# WORK INSTRUCTION
From the entries, copy each line that includes "crates".
### EXCERPTED DATA ###
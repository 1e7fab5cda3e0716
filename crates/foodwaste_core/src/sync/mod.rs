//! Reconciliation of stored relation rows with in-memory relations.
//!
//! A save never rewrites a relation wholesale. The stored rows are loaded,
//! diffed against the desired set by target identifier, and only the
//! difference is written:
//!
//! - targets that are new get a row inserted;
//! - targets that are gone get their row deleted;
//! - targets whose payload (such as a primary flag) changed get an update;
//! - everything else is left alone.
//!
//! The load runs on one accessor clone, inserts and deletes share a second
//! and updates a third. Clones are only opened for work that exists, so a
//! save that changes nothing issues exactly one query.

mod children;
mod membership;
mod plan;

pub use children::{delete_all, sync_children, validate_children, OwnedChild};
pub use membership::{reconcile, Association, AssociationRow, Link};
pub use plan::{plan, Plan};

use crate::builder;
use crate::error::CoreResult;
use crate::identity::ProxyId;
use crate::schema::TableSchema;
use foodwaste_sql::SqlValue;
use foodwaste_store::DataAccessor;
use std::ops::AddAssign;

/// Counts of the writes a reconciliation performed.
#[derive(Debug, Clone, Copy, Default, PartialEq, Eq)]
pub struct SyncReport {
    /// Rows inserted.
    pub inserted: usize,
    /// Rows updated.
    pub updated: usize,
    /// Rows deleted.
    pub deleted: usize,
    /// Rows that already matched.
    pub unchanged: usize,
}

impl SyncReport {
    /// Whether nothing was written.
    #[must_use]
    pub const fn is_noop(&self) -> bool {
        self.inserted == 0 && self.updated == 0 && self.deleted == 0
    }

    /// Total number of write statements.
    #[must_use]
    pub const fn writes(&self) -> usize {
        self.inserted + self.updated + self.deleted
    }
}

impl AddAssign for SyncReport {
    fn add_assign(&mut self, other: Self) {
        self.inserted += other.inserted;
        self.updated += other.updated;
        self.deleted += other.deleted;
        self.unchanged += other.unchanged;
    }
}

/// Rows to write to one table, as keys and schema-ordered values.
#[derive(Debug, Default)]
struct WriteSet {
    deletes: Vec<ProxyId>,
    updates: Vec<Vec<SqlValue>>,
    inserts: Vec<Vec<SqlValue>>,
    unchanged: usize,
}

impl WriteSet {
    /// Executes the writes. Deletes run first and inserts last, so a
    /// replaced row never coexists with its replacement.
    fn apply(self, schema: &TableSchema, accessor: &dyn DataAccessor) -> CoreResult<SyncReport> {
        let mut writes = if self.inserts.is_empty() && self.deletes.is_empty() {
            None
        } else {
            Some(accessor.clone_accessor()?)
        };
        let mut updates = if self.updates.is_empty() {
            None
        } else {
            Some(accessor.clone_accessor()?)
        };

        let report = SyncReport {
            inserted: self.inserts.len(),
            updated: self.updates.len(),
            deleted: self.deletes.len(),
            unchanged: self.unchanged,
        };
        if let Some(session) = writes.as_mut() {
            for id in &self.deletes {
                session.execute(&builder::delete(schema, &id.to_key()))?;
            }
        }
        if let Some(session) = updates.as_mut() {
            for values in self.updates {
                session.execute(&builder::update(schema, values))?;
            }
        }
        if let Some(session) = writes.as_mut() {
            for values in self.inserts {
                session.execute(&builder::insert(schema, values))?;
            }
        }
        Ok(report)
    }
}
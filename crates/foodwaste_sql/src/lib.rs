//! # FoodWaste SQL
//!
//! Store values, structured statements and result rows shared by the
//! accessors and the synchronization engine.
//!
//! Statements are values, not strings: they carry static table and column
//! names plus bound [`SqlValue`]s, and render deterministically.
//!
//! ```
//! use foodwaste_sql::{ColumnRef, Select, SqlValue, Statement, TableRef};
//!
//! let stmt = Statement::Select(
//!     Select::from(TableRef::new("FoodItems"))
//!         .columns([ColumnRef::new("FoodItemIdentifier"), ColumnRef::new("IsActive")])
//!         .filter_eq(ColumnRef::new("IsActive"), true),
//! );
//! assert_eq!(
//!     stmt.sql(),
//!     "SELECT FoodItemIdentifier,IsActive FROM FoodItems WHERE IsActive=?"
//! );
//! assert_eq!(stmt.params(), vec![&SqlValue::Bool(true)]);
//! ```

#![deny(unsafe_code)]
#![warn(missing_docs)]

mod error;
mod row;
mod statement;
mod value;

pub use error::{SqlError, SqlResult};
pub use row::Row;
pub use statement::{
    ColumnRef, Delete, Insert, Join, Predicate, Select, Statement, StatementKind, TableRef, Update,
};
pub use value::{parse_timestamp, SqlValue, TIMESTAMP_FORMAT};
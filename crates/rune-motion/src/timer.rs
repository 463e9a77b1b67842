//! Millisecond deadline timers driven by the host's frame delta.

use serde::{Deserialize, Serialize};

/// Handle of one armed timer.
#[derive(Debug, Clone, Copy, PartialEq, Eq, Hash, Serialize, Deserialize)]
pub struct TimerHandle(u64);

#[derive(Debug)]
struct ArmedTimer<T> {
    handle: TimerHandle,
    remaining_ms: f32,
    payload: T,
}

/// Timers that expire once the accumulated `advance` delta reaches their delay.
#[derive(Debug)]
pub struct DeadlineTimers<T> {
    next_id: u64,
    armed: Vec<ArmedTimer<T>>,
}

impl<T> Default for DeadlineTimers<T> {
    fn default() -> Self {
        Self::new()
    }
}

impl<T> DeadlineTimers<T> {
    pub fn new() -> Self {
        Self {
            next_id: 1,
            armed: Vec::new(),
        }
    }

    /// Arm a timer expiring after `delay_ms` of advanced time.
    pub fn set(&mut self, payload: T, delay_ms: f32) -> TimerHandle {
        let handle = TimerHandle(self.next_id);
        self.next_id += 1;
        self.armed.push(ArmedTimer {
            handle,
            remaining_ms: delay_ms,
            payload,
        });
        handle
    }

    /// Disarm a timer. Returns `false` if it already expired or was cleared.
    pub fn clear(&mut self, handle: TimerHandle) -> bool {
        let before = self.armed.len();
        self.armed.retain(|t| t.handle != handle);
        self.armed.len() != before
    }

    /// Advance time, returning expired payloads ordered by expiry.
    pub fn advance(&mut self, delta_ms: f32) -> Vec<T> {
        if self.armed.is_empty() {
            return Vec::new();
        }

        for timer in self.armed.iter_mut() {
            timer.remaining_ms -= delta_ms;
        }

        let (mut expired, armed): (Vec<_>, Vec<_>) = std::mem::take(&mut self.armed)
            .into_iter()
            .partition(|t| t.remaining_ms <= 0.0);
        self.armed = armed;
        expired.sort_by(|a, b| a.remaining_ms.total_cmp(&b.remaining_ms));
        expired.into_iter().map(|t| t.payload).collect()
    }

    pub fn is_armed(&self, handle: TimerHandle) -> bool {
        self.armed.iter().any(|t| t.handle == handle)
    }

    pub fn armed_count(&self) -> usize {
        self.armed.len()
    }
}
###
# ANSWER
filename crates/foodwaste_core/src/sync/mod.rs
filename crates/foodwaste_sql/src/lib.rs
filename crates/rune-motion/src/timer.rs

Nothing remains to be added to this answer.